Thinking through those definitions of shadow IT, any one will deduce that until the questions below are answered, the term shadow IT might be doing injustice to the drive for speed, agility, and innovation by those that do not belong to the formal structure referred to as the IT or IS function.
Those relevant questions are:
- Who owns IT?
- Who should own IT?
- Who controls IT?
- Who should control IT?
- Who governs IT?
- Who should govern IT?
- Who is responsible for IT?
- Who should be responsible for IT?
- Who is accountable for IT?
- Who should be accountable for IT?
The answers to the questions posed above are not within the scope of this article, however, some of them will need to be answered in order to ascertain if indeed shadow IT has arisen due to a lack of leadership in IT. Furthermore, the questions that want to address the interplay of IT within the organisation in the future are not relevant in the understanding of the rise of shadow IT.
Leadership by its very nature creates followership i.e. leadership cannot exist without followership. The romantic notion of leadership by followers creates a certain normative expectation that is expected from leaders.
Whilst there might be cultural differences in follower expectation which may also be impacted by the organisational culture (attitudes and habits that have formed over years) and identity, researchers identified integrity, knowledge, creativity, social awareness, vision, commitment, expertise etc. as essential characteristics and attributes expected from leaders. The expectation generates the following demands, most of which IT organisations fail at.
A relationship between those traits and the emergence of shadow IT is further explored in the table below:
The common theme that resonates whoever you speak to within the business in most organisations is the lack of trust. The business do not feel IT is capable of meeting their requirements; the business also has a high level of distrust for IT and see IT as an obstacle, not enablers. Those views are indeed damning.
Is it time to fix it?
Unsurprisingly, a lot of vendors are now touting technical products and solutions that may help you in solving the perceived problem. The smarter ones are talking about monitoring and creating visibility. However, the pertinent questions: What is there to fix? And, why should we fix it? have not been answered.
To make matters worse, IT organisations are going round attempting to fix what has been a fundamental shift in behaviour, attitudes and habits through the use of technical solutions in order to reign in shadow IT and introduce control and governance. Such ‘quick and dirty’ fixes may create a semblance of governance and control in the short term, however, the long term prognosis is that it will lead to further breakdown in trust.

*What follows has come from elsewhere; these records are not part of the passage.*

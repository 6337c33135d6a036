use super::*;

#[test]
fn exit_codes_are_distinct() {
    assert_ne!(EXIT_SUCCESS, EXIT_ERROR);
}

#[test]
fn error_type_is_reexported() {
    let result: Result<()> = Err(PlotlyLightError::EmptyData);
    assert_eq!(result.unwrap_err().to_string(), "Empty data");
}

Indeed, the view from IT is that of shadowiness, however, the view from those operating such IT is ‘visible IT’. The use of language and terminologies have significance across cultures; that affects how our messages are interpreted, its effectiveness and the response we get. The intention of those who have implemented ‘visible’ IT was for the common good. Bandying it as shadowiness with a need to curtail or stop it is bound to antagonise and lead to ‘revolt’.
What can we do about it? Should we embrace it and accept that it is a dispersal of leadership and cultivate it?
IT organisations should focus on restoring integrity and trust, before jumping on the bandwagon of ‘let us fix our shadow IT through technical solutions’. Attempting to change the behaviour of the business overnight through some half-baked measures will only create an environment of apathy by the business towards IT and distrust.
Authoritarian and dictatorial approaches to leadership will not be effective in this scenario where there has been a laissez faire attitude to leadership over a period of time. There has been an abdication of leadership by IT; the leadership vacuum has been filled and the strategic agenda has been set by someone else. It is time for IT to embrace this new world and accept that leadership has been dispersed.
It is time for IT to listen, learn and lead collaboratively. IT may be able to reset the strategic agenda if the integrity account moves back in to credit.